impl ApiClient {
    pub fn new(config: &ApiConfig) -> Result<Self, ApiError> {
        let mut base = Url::parse(&config.base_url)?;
        if !base.path().ends_with('/') {
            let path = format!("{}/", base.path());
            base.set_path(&path);
        }
        let timeout = Duration::from_secs(config.timeout_secs);
        let client = Client::builder().timeout(timeout).build()?;
        let stream_client = Client::builder().connect_timeout(timeout).build()?;
        Ok(Self {
            base,
            token: config.token.clone().filter(|t| !t.is_empty()),
            client,
            stream_client,
        })
    }

    pub fn base_url(&self) -> &Url {
        &self.base
    }

    /// URL of `segments` under the base; each segment is percent-encoded.
    pub fn endpoint(&self, segments: &[&str]) -> Url {
        let mut url = self.base.clone();
        if let Ok(mut path) = url.path_segments_mut() {
            path.pop_if_empty().extend(segments);
        }
        url
    }

    /// Request with auth applied.
    pub fn request(&self, method: Method, segments: &[&str]) -> RequestBuilder {
        let url = self.endpoint(segments);
        debug!("{} {}", method, url);
        self.authorize(self.client.request(method, url))
    }

    /// `GET /sse/{agent}` as a long-lived event stream request.
    pub fn event_stream_request(&self, agent: &str) -> RequestBuilder {
        let url = self.endpoint(&["sse", agent]);
        debug!("SSE {}", url);
        self.authorize(
            self.stream_client
                .get(url)
                .header(header::ACCEPT, "text/event-stream"),
        )
    }

    fn authorize(&self, builder: RequestBuilder) -> RequestBuilder {
        match &self.token {
            Some(token) => builder.bearer_auth(token),
            None => builder,
        }
    }

    async fn send(&self, builder: RequestBuilder) -> Result<ApiBody, ApiError> {
        handle_response(builder.send().await?).await
    }

    async fn get(&self, segments: &[&str]) -> Result<ApiBody, ApiError> {
        self.send(self.request(Method::GET, segments)).await
    }

    async fn send_json<B: Serialize + ?Sized>(
        &self,
        method: Method,
        segments: &[&str],
        body: &B,
    ) -> Result<ApiBody, ApiError> {
        self.send(self.request(method, segments).json(body)).await
    }

    // ========================================================================
    // Agents
    // ========================================================================

    pub async fn list_agents(&self) -> Result<AgentList, ApiError> {
        self.get(&["api", "agents"]).await?.decode()
    }

    pub async fn agent_details(&self, name: &str) -> Result<Value, ApiError> {
        Ok(self.get(&["api", "agent", name]).await?.into_json())
    }

    pub async fn agent_config(&self, name: &str) -> Result<Value, ApiError> {
        Ok(self.get(&["api", "agent", name, "config"]).await?.into_json())
    }

    pub async fn update_agent_config(&self, name: &str, config: &Value) -> Result<ApiBody, ApiError> {
        self.send_json(Method::PUT, &["api", "agent", name, "config"], config)
            .await
    }

    pub async fn create_agent(&self, config: &Value) -> Result<ApiBody, ApiError> {
        self.send_json(Method::POST, &["create"], config).await
    }

    pub async fn delete_agent(&self, name: &str) -> Result<ApiBody, ApiError> {
        self.send(self.request(Method::DELETE, &["api", "agent", name]))
            .await
    }

    pub async fn pause_agent(&self, name: &str) -> Result<ApiBody, ApiError> {
        self.send_json(Method::PUT, &["api", "agent", name, "pause"], &json!({}))
            .await
    }

    pub async fn start_agent(&self, name: &str) -> Result<ApiBody, ApiError> {
        self.send_json(Method::PUT, &["api", "agent", name, "start"], &json!({}))
            .await
    }

    pub async fn status_history(&self, name: &str) -> Result<StatusHistory, ApiError> {
        self.get(&["api", "agent", name, "status"]).await?.decode()
    }

    pub async fn agent_meta(&self) -> Result<AgentConfigMeta, ApiError> {
        self.get(&["api", "meta", "agent", "config"]).await?.decode()
    }

    /// Legacy server-rendered connector form (HTML fragment).
    pub async fn connector_form(&self, connector_type: &str) -> Result<String, ApiError> {
        match self
            .get(&["settings", "connector", "form", connector_type])
            .await?
        {
            ApiBody::Text(html) => Ok(html),
            ApiBody::Json(v) => Ok(v.to_string()),
        }
    }

    pub async fn export_agent(&self, name: &str) -> Result<Value, ApiError> {
        Ok(self.get(&["settings", "export", name]).await?.into_json())
    }

    /// Upload an exported agent file.
    pub async fn import_agent(&self, file_name: &str, contents: Vec<u8>) -> Result<ApiBody, ApiError> {
        let part = multipart::Part::bytes(contents)
            .file_name(file_name.to_string())
            .mime_str("application/json")?;
        let form = multipart::Form::new().part("file", part);
        self.send(
            self.request(Method::POST, &["settings", "import"])
                .multipart(form),
        )
        .await
    }

    // ========================================================================
    // Groups
    // ========================================================================

    pub async fn generate_profiles(&self, description: &str) -> Result<Vec<GroupProfile>, ApiError> {
        self.send_json(
            Method::POST,
            &["api", "agent", "group", "generateProfiles"],
            &json!({ "description": description }),
        )
        .await?
        .decode()
    }

    pub async fn create_group(
        &self,
        profiles: &[GroupProfile],
        agent_config: &Value,
    ) -> Result<ApiBody, ApiError> {
        self.send_json(
            Method::POST,
            &["api", "agent", "group", "create"],
            &json!({ "agents": profiles, "agent_config": agent_config }),
        )
        .await
    }

    // ========================================================================
    // Chat
    // ========================================================================

    pub async fn send_message(&self, name: &str, message: &str) -> Result<ApiBody, ApiError> {
        self.send_json(Method::POST, &["chat", name], &json!({ "message": message }))
            .await
    }

    pub async fn send_notification(&self, name: &str, message: &str) -> Result<ApiBody, ApiError> {
        self.send(
            self.request(Method::POST, &["notify", name])
                .form(&[("message", message)]),
        )
        .await
    }

    pub async fn chat_history(&self, name: &str) -> Result<Value, ApiError> {
        Ok(self.get(&["api", "agent", name, "chat"]).await?.into_json())
    }

    pub async fn clear_chat(&self, name: &str) -> Result<ApiBody, ApiError> {
        self.send(self.request(Method::DELETE, &["api", "agent", name, "chat"]))
            .await
    }

    pub async fn usage(&self) -> Result<Value, ApiError> {
        Ok(self.get(&["api", "usage"]).await?.into_json())
    }

    // ========================================================================
    // Actions
    // ========================================================================

    pub async fn list_actions(&self) -> Result<Value, ApiError> {
        Ok(self.get(&["actions"]).await?.into_json())
    }

    pub async fn run_action(&self, action: &str, run: &ActionRun) -> Result<Value, ApiError> {
        Ok(self
            .send_json(Method::POST, &["action", action, "run"], run)
            .await?
            .into_json())
    }

    // ========================================================================
    // Knowledge base
    // ========================================================================

    pub async fn list_collections(&self) -> Result<Vec<String>, ApiError> {
        let body = self.get(&["api", "collections"]).await?.into_json();
        // Either a bare list or {"collections": [...]}.
        let list = body.get("collections").cloned().unwrap_or(body);
        serde_json::from_value(list).map_err(|e| ApiError::Decode(e.to_string()))
    }

    pub async fn create_collection(&self, name: &str) -> Result<ApiBody, ApiError> {
        self.send_json(Method::POST, &["api", "collections"], &json!({ "name": name }))
            .await
    }

    pub async fn search_collection(
        &self,
        collection: &str,
        search: &CollectionSearch,
    ) -> Result<Value, ApiError> {
        Ok(self
            .send_json(Method::POST, &["api", "collections", collection, "search"], search)
            .await?
            .into_json())
    }

    pub async fn collection_sources(&self, collection: &str) -> Result<Vec<CollectionSource>, ApiError> {
        let body = self
            .get(&["api", "collections", collection, "sources"])
            .await?
            .into_json();
        let list = body.get("sources").cloned().unwrap_or(body);
        serde_json::from_value(list).map_err(|e| ApiError::Decode(e.to_string()))
    }

    pub async fn add_collection_source(
        &self,
        collection: &str,
        source: &CollectionSource,
    ) -> Result<ApiBody, ApiError> {
        self.send_json(Method::POST, &["api", "collections", collection, "sources"], source)
            .await
    }

    pub async fn remove_collection_source(&self, collection: &str, url: &str) -> Result<ApiBody, ApiError> {
        self.send_json(
            Method::DELETE,
            &["api", "collections", collection, "sources"],
            &json!({ "url": url }),
        )
        .await
    }

    pub async fn collection_entries(&self, collection: &str) -> Result<Value, ApiError> {
        Ok(self
            .get(&["api", "collections", collection, "entries"])
            .await?
            .into_json())
    }

    pub async fn delete_collection_entry(&self, collection: &str, entry: &str) -> Result<ApiBody, ApiError> {
        self.send_json(
            Method::DELETE,
            &["api", "collections", collection, "entry", "delete"],
            &json!({ "entry": entry }),
        )
        .await
    }

    pub async fn reset_collection(&self, collection: &str) -> Result<ApiBody, ApiError> {
        self.send(self.request(Method::POST, &["api", "collections", collection, "reset"]))
            .await
    }

    pub async fn upload_to_collection(
        &self,
        collection: &str,
        file_name: &str,
        contents: Vec<u8>,
    ) -> Result<ApiBody, ApiError> {
        let form = multipart::Form::new().part(
            "file",
            multipart::Part::bytes(contents).file_name(file_name.to_string()),
        );
        self.send(
            self.request(Method::POST, &["api", "collections", collection, "upload"])
                .multipart(form),
        )
        .await
    }

    // ========================================================================
    // Skills
    // ========================================================================

    pub async fn list_skills(&self) -> Result<Vec<Skill>, ApiError> {
        self.get(&["api", "skills"]).await?.decode()
    }

    pub async fn get_skill(&self, name: &str) -> Result<Skill, ApiError> {
        self.get(&["api", "skills", name]).await?.decode()
    }

    pub async fn create_skill(&self, skill: &Skill) -> Result<ApiBody, ApiError> {
        self.send_json(Method::POST, &["api", "skills"], skill).await
    }

    pub async fn update_skill(&self, name: &str, skill: &Skill) -> Result<ApiBody, ApiError> {
        self.send_json(Method::PUT, &["api", "skills", name], skill)
            .await
    }

    pub async fn delete_skill(&self, name: &str) -> Result<ApiBody, ApiError> {
        self.send(self.request(Method::DELETE, &["api", "skills", name]))
            .await
    }

    pub async fn list_git_repos(&self) -> Result<Vec<GitRepo>, ApiError> {
        self.get(&["api", "skills", "git-repos"]).await?.decode()
    }

    pub async fn add_git_repo(&self, url: &str) -> Result<ApiBody, ApiError> {
        self.send_json(Method::POST, &["api", "skills", "git-repos"], &json!({ "url": url }))
            .await
    }

    pub async fn sync_git_repo(&self, id: &str) -> Result<ApiBody, ApiError> {
        self.send(self.request(Method::POST, &["api", "skills", "git-repos", id, "sync"]))
            .await
    }

    /// `.tar.gz` archive of every skill.
    pub async fn export_skills(&self) -> Result<bytes::Bytes, ApiError> {
        let response = self
            .request(Method::GET, &["api", "skills", "export"])
            .send()
            .await?;
        let response = check_status(response).await?;
        Ok(response.bytes().await?)
    }

    pub async fn import_skills(&self, file_name: &str, archive: Vec<u8>) -> Result<ApiBody, ApiError> {
        let part = multipart::Part::bytes(archive)
            .file_name(file_name.to_string())
            .mime_str("application/gzip")?;
        self.send(
            self.request(Method::POST, &["api", "skills", "import"])
                .multipart(multipart::Form::new().part("file", part)),
        )
        .await
    }
}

================

Filter the entries and copy out every line with the word "CollectionSource".

RESULT OF THIS EXERCISE —
    pub async fn collection_sources(&self, collection: &str) -> Result<Vec<CollectionSource>, ApiError> {
        source: &CollectionSource,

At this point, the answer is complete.